Records contained in a dataset:
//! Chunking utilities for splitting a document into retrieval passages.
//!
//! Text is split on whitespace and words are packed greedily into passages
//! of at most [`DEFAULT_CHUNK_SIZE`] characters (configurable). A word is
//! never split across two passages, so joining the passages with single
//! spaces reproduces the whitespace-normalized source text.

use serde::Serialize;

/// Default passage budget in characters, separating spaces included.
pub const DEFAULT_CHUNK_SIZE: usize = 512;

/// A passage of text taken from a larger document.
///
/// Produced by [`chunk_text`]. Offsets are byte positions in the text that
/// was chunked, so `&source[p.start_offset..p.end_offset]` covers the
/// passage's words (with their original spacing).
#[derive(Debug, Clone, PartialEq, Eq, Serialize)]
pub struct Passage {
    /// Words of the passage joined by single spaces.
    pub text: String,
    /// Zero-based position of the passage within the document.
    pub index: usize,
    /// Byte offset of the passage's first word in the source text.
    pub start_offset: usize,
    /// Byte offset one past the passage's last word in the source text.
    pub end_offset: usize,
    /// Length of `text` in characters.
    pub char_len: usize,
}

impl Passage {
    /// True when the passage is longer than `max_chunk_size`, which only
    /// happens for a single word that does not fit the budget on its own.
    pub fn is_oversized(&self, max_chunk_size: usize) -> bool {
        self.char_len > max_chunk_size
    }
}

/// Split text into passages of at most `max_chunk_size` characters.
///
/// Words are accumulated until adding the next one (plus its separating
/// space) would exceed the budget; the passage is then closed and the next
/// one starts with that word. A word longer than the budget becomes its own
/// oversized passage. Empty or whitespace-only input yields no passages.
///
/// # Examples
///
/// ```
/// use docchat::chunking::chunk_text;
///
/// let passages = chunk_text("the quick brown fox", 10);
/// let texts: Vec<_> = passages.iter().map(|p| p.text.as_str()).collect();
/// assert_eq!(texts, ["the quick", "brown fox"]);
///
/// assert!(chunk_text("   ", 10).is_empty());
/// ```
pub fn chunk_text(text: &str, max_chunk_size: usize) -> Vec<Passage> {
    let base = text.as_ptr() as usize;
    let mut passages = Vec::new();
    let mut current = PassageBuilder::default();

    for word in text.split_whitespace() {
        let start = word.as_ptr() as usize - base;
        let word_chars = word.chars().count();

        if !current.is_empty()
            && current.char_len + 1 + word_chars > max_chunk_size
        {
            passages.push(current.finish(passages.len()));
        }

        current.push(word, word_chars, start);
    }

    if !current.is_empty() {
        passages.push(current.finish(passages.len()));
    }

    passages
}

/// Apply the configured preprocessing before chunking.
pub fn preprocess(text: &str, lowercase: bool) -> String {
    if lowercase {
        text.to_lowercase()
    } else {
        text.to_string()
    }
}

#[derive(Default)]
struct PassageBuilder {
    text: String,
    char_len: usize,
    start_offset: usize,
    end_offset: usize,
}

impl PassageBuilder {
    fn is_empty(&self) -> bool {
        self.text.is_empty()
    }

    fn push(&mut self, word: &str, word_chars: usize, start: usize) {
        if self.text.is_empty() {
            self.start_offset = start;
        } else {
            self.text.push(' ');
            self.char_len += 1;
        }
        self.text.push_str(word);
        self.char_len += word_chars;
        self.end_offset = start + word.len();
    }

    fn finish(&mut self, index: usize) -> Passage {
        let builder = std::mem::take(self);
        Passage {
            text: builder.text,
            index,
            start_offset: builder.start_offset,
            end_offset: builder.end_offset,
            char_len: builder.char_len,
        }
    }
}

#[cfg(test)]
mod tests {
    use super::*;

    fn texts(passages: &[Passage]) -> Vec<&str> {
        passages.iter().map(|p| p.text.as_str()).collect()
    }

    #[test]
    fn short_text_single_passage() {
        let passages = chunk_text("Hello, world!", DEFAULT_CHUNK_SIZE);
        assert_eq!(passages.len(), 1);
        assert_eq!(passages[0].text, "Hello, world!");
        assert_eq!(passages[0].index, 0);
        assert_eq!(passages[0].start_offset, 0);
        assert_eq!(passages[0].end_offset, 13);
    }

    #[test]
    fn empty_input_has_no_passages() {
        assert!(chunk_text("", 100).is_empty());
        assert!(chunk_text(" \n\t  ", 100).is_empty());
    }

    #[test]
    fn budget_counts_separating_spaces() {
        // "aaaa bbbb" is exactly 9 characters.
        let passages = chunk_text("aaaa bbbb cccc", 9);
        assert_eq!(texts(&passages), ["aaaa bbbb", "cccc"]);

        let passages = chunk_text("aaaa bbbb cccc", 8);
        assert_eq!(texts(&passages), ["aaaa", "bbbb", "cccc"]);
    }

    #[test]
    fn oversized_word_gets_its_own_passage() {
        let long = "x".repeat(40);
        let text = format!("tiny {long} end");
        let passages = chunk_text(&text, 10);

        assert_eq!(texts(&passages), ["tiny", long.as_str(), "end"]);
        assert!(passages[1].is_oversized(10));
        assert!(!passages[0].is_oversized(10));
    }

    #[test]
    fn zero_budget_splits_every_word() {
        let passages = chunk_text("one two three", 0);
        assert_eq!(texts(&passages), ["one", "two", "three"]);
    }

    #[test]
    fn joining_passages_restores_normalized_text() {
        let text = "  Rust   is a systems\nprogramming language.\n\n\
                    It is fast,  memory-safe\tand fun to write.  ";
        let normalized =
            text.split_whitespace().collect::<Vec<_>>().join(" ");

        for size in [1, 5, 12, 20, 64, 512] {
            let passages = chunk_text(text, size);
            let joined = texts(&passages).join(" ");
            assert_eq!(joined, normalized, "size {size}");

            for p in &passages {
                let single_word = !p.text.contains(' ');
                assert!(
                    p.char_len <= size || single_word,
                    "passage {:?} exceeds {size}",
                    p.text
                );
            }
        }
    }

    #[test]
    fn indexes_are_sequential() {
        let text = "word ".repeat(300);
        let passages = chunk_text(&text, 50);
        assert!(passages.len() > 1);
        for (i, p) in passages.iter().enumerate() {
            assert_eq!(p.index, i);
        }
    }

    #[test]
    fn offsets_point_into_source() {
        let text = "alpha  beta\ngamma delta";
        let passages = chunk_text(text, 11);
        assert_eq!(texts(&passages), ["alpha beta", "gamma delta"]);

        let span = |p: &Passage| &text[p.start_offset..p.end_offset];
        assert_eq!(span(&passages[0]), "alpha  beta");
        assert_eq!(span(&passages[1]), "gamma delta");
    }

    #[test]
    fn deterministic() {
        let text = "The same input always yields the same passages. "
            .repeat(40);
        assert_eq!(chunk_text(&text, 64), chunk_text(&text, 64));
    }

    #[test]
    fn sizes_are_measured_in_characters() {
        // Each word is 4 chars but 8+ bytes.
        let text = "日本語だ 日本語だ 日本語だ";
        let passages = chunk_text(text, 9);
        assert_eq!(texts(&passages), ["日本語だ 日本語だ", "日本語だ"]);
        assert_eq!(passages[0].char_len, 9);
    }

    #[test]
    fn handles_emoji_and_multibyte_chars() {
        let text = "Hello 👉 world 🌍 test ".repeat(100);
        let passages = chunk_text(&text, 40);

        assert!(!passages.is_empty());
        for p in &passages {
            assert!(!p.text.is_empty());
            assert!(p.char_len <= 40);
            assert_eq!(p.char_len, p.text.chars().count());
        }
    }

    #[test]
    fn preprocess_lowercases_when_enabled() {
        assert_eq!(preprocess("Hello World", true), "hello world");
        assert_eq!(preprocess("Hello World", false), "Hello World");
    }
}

> **Problem statement**: Return every line holding the word "most" from the records.

> **Solution to this problem**:
//! of at most [`DEFAULT_CHUNK_SIZE`] characters (configurable). A word is
/// Split text into passages of at most `max_chunk_size` characters.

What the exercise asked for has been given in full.